• [DATA FOR THIS TASK]:
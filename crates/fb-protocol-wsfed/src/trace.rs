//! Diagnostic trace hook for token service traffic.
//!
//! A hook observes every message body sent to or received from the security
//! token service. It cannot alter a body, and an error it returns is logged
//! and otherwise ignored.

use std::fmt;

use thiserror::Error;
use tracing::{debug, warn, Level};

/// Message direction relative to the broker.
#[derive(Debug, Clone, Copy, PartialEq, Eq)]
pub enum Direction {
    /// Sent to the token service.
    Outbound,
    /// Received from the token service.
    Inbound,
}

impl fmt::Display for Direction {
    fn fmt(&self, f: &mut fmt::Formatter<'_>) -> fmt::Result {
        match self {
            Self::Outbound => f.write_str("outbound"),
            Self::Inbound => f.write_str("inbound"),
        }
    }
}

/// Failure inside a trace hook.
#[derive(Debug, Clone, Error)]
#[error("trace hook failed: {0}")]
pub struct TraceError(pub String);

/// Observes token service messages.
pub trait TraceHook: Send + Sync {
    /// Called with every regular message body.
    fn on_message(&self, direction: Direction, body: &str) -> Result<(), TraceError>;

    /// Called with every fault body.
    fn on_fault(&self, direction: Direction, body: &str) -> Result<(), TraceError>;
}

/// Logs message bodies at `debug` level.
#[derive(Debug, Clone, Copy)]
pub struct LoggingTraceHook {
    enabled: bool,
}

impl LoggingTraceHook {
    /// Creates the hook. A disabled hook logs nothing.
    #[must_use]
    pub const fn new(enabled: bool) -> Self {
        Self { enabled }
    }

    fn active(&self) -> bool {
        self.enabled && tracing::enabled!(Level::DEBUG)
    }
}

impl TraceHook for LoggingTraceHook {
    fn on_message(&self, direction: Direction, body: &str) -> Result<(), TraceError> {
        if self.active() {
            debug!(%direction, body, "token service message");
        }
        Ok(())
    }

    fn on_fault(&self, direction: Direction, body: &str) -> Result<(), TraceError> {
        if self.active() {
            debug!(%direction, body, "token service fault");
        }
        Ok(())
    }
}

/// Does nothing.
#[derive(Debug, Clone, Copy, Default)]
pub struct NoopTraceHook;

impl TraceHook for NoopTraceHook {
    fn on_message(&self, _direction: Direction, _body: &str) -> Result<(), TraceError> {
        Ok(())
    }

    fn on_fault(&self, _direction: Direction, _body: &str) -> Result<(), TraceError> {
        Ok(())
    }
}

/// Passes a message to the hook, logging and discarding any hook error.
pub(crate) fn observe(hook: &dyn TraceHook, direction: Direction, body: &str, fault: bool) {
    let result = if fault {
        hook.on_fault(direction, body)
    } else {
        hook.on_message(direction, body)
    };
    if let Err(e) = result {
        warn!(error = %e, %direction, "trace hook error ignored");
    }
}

• [TASK OBJECTIVE]: Look over the data and work out how many lines include the word "NoopTraceHook"; reply with the number only.

• [SOLUTION TO THE EXERCISE]: 2